▸ **Task material**
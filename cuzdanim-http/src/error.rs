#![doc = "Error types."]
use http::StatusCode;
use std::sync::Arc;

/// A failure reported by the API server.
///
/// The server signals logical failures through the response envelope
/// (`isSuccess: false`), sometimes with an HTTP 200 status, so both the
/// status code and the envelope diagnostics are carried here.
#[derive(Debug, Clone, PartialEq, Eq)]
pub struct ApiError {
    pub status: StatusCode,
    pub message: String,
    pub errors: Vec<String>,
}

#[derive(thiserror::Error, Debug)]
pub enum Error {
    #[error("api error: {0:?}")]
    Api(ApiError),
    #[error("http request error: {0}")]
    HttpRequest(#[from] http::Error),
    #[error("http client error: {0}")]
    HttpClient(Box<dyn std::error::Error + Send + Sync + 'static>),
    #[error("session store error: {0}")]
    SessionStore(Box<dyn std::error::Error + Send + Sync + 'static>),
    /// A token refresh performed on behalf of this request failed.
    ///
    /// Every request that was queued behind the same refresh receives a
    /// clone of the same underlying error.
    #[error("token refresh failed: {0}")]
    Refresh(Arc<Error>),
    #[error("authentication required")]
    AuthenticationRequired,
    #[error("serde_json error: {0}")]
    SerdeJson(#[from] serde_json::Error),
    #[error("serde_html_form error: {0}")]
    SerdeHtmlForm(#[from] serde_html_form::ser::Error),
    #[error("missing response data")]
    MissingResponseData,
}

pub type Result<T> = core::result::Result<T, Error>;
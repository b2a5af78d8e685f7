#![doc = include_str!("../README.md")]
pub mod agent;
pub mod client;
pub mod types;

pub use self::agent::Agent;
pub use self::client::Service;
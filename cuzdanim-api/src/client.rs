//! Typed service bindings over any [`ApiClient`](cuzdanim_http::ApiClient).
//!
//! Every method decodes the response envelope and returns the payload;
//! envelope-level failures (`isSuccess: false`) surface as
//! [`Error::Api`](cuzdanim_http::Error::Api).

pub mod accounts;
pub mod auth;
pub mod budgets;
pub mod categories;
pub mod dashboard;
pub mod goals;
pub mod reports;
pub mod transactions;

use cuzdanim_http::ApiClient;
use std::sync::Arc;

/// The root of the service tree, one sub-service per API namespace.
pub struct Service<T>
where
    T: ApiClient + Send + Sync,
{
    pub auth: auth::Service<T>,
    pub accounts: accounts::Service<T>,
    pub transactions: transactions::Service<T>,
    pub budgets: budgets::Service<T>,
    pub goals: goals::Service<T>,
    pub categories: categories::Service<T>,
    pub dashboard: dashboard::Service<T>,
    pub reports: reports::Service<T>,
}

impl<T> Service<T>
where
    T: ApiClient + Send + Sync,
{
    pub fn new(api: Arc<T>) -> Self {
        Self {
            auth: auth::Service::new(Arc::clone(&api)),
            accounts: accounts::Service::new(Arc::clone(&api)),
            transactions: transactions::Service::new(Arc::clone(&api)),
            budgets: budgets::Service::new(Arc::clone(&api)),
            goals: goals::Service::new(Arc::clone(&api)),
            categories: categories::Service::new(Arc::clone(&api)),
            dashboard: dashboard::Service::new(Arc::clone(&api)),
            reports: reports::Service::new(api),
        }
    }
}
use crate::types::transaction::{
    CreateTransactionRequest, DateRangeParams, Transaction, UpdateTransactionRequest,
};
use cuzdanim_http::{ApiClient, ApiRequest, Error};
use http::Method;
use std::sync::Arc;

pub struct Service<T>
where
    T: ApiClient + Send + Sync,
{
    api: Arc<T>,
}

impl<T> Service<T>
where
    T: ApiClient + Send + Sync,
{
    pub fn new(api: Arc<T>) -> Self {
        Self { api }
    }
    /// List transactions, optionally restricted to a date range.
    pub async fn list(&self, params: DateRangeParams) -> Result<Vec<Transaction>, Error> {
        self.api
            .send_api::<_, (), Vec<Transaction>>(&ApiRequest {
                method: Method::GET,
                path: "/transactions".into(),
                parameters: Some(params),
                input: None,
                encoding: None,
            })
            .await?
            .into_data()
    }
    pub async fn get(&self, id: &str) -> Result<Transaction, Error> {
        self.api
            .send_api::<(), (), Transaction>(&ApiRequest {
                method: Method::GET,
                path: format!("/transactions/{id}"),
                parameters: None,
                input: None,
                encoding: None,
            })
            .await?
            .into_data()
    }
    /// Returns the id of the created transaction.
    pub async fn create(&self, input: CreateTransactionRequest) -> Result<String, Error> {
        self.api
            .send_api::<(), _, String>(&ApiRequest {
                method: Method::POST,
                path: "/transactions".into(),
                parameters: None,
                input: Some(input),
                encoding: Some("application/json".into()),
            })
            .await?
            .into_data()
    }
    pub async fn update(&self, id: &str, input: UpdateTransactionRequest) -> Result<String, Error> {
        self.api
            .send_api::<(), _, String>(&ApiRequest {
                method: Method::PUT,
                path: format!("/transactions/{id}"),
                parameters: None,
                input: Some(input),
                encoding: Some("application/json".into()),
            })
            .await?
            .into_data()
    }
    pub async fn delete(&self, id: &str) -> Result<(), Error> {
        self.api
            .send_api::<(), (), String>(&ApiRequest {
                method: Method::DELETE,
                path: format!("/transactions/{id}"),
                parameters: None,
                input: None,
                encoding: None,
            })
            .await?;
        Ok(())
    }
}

▸ **What is required**
Each line of the listing has to be reproduced exactly.

▸ **Task response**
filename cuzdanim-http/src/error.rs
#![doc = "Error types."]
use http::StatusCode;
use std::sync::Arc;

/// A failure reported by the API server.
///
/// The server signals logical failures through the response envelope
/// (`isSuccess: false`), sometimes with an HTTP 200 status, so both the
/// status code and the envelope diagnostics are carried here.
#[derive(Debug, Clone, PartialEq, Eq)]
pub struct ApiError {
    pub status: StatusCode,
    pub message: String,
    pub errors: Vec<String>,
}

#[derive(thiserror::Error, Debug)]
pub enum Error {
    #[error("api error: {0:?}")]
    Api(ApiError),
    #[error("http request error: {0}")]
    HttpRequest(#[from] http::Error),
    #[error("http client error: {0}")]
    HttpClient(Box<dyn std::error::Error + Send + Sync + 'static>),
    #[error("session store error: {0}")]
    SessionStore(Box<dyn std::error::Error + Send + Sync + 'static>),
    /// A token refresh performed on behalf of this request failed.
    ///
    /// Every request that was queued behind the same refresh receives a
    /// clone of the same underlying error.
    #[error("token refresh failed: {0}")]
    Refresh(Arc<Error>),
    #[error("authentication required")]
    AuthenticationRequired,
    #[error("serde_json error: {0}")]
    SerdeJson(#[from] serde_json::Error),
    #[error("serde_html_form error: {0}")]
    SerdeHtmlForm(#[from] serde_html_form::ser::Error),
    #[error("missing response data")]
    MissingResponseData,
}

pub type Result<T> = core::result::Result<T, Error>;
repository b2a5af78d8e685f7
#![doc = include_str!("../README.md")]
pub mod agent;
pub mod client;
pub mod types;

pub use self::agent::Agent;
pub use self::client::Service;
filename cuzdanim-api/src/client.rs
//! Typed service bindings over any [`ApiClient`](cuzdanim_http::ApiClient).
//!
//! Every method decodes the response envelope and returns the payload;
//! envelope-level failures (`isSuccess: false`) surface as
//! [`Error::Api`](cuzdanim_http::Error::Api).

pub mod accounts;
pub mod auth;
pub mod budgets;
pub mod categories;
pub mod dashboard;
pub mod goals;
pub mod reports;
pub mod transactions;

use cuzdanim_http::ApiClient;
use std::sync::Arc;

/// The root of the service tree, one sub-service per API namespace.
pub struct Service<T>
where
    T: ApiClient + Send + Sync,
{
    pub auth: auth::Service<T>,
    pub accounts: accounts::Service<T>,
    pub transactions: transactions::Service<T>,
    pub budgets: budgets::Service<T>,
    pub goals: goals::Service<T>,
    pub categories: categories::Service<T>,
    pub dashboard: dashboard::Service<T>,
    pub reports: reports::Service<T>,
}

impl<T> Service<T>
where
    T: ApiClient + Send + Sync,
{
    pub fn new(api: Arc<T>) -> Self {
        Self {
            auth: auth::Service::new(Arc::clone(&api)),
            accounts: accounts::Service::new(Arc::clone(&api)),
            transactions: transactions::Service::new(Arc::clone(&api)),
            budgets: budgets::Service::new(Arc::clone(&api)),
            goals: goals::Service::new(Arc::clone(&api)),
            categories: categories::Service::new(Arc::clone(&api)),
            dashboard: dashboard::Service::new(Arc::clone(&api)),
            reports: reports::Service::new(api),
        }
    }
}
use crate::types::transaction::{
    CreateTransactionRequest, DateRangeParams, Transaction, UpdateTransactionRequest,
};
use cuzdanim_http::{ApiClient, ApiRequest, Error};
use http::Method;
use std::sync::Arc;

pub struct Service<T>
where
    T: ApiClient + Send + Sync,
{
    api: Arc<T>,
}

impl<T> Service<T>
where
    T: ApiClient + Send + Sync,
{
    pub fn new(api: Arc<T>) -> Self {
        Self { api }
    }
    /// List transactions, optionally restricted to a date range.
    pub async fn list(&self, params: DateRangeParams) -> Result<Vec<Transaction>, Error> {
        self.api
            .send_api::<_, (), Vec<Transaction>>(&ApiRequest {
                method: Method::GET,
                path: "/transactions".into(),
                parameters: Some(params),
                input: None,
                encoding: None,
            })
            .await?
            .into_data()
    }
    pub async fn get(&self, id: &str) -> Result<Transaction, Error> {
        self.api
            .send_api::<(), (), Transaction>(&ApiRequest {
                method: Method::GET,
                path: format!("/transactions/{id}"),
                parameters: None,
                input: None,
                encoding: None,
            })
            .await?
            .into_data()
    }
    /// Returns the id of the created transaction.
    pub async fn create(&self, input: CreateTransactionRequest) -> Result<String, Error> {
        self.api
            .send_api::<(), _, String>(&ApiRequest {
                method: Method::POST,
                path: "/transactions".into(),
                parameters: None,
                input: Some(input),
                encoding: Some("application/json".into()),
            })
            .await?
            .into_data()
    }
    pub async fn update(&self, id: &str, input: UpdateTransactionRequest) -> Result<String, Error> {
        self.api
            .send_api::<(), _, String>(&ApiRequest {
                method: Method::PUT,
                path: format!("/transactions/{id}"),
                parameters: None,
                input: Some(input),
                encoding: Some("application/json".into()),
            })
            .await?
            .into_data()
    }
    pub async fn delete(&self, id: &str) -> Result<(), Error> {
        self.api
            .send_api::<(), (), String>(&ApiRequest {
                method: Method::DELETE,
                path: format!("/transactions/{id}"),
                parameters: None,
                input: None,
                encoding: None,
            })
            .await?;
        Ok(())
    }
}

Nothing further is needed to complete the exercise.